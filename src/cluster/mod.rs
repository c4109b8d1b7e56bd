//! Layer partitions, label propagation and partition quality

pub mod metrics;
pub mod propagation;

use std::collections::{BTreeMap, HashMap};

use serde::{Deserialize, Serialize};

/// Assignment of an opaque cluster label to every node of one layer
///
/// Labels are not contiguous and are only comparable within one partition.
#[derive(Debug, Clone, PartialEq, Eq, Serialize, Deserialize)]
pub struct Partition {
    labels: Vec<u32>,
}

impl Partition {
    /// Every node in its own cluster, labelled by its id
    pub fn singletons(node_count: usize) -> Self {
        Self {
            labels: (0..node_count as u32).collect(),
        }
    }

    pub fn from_labels(labels: Vec<u32>) -> Self {
        Self { labels }
    }

    pub fn label(&self, node: usize) -> u32 {
        self.labels[node]
    }

    pub fn set_label(&mut self, node: usize, label: u32) {
        self.labels[node] = label;
    }

    pub fn labels(&self) -> &[u32] {
        &self.labels
    }

    pub fn into_labels(self) -> Vec<u32> {
        self.labels
    }

    /// Number of nodes covered
    pub fn len(&self) -> usize {
        self.labels.len()
    }

    pub fn is_empty(&self) -> bool {
        self.labels.is_empty()
    }

    /// Cluster label -> number of members
    pub fn subset_sizes(&self) -> BTreeMap<u32, usize> {
        let mut sizes = BTreeMap::new();
        for &label in &self.labels {
            *sizes.entry(label).or_insert(0) += 1;
        }
        sizes
    }

    pub fn number_of_subsets(&self) -> usize {
        self.subset_sizes().len()
    }

    /// Members of the cluster with the given label, in ascending id order
    pub fn members(&self, label: u32) -> Vec<u32> {
        self.labels
            .iter()
            .enumerate()
            .filter(|&(_, &l)| l == label)
            .map(|(node, _)| node as u32)
            .collect()
    }

    /// Same clustering relabelled to `0..k` in order of first appearance
    pub fn compact(&self) -> Self {
        let mut relabel: HashMap<u32, u32> = HashMap::new();
        let labels = self
            .labels
            .iter()
            .map(|&label| {
                let next = relabel.len() as u32;
                *relabel.entry(label).or_insert(next)
            })
            .collect();
        Self { labels }
    }
}
//! Dataset model and loaders

pub mod json;
pub mod parquet;
pub mod preprocessing;

use serde::{Deserialize, Serialize};

/// An interaction network together with tissue expression calls, by name
#[derive(Debug, Clone, Default, PartialEq, Eq, Serialize, Deserialize)]
pub struct Dataset {
    #[serde(default)]
    pub name: String,

    /// Undirected interactions `(gene_a, gene_b)`
    pub edges: Vec<(String, String)>,

    /// `(gene, tissue)`: the gene is expressed in the tissue
    #[serde(default)]
    pub expression: Vec<(String, String)>,
}

impl Dataset {
    pub fn new(name: impl Into<String>) -> Self {
        Self {
            name: name.into(),
            ..Self::default()
        }
    }

    pub fn add_edge(&mut self, a: impl Into<String>, b: impl Into<String>) -> &mut Self {
        self.edges.push((a.into(), b.into()));
        self
    }

    pub fn add_expression(&mut self, gene: impl Into<String>, tissue: impl Into<String>) -> &mut Self {
        self.expression.push((gene.into(), tissue.into()));
        self
    }
}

------------------------------------------------------------

Count each line of the entries that holds the word "entry", then state the total and nothing more.

**SOLVED EXERCISE**
2